//! Wall-clock seam used for record timestamps and notice deadlines.

use std::sync::Arc;
use std::sync::atomic::{AtomicU64, Ordering};
use std::time::{SystemTime, UNIX_EPOCH};

/// Source of milliseconds since the Unix epoch.
pub trait Clock: Send + Sync {
    fn now_ms(&self) -> u64;
}

/// Native system clock. Not usable inside the browser; the client supplies
/// its own `Date.now()` clock there.
#[derive(Debug, Default, Clone, Copy)]
pub struct SystemClock;

impl Clock for SystemClock {
    fn now_ms(&self) -> u64 {
        SystemTime::now()
            .duration_since(UNIX_EPOCH)
            .map_or(0, |d| u64::try_from(d.as_millis()).unwrap_or(u64::MAX))
    }
}

/// Clock advanced by hand, shared between a test and the code under test.
#[derive(Debug, Default, Clone)]
pub struct ManualClock {
    now: Arc<AtomicU64>,
}

impl ManualClock {
    #[must_use]
    pub fn new(start_ms: u64) -> Self {
        Self { now: Arc::new(AtomicU64::new(start_ms)) }
    }

    pub fn advance(&self, ms: u64) {
        self.now.fetch_add(ms, Ordering::SeqCst);
    }
}

impl Clock for ManualClock {
    fn now_ms(&self) -> u64 {
        self.now.load(Ordering::SeqCst)
    }
}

******************************

WORK REQUIRED
If a line in the listing holds the word "Debug", list that line.

YOUR RESPONSE
#[derive(Debug, Default, Clone, Copy)]
#[derive(Debug, Default, Clone)]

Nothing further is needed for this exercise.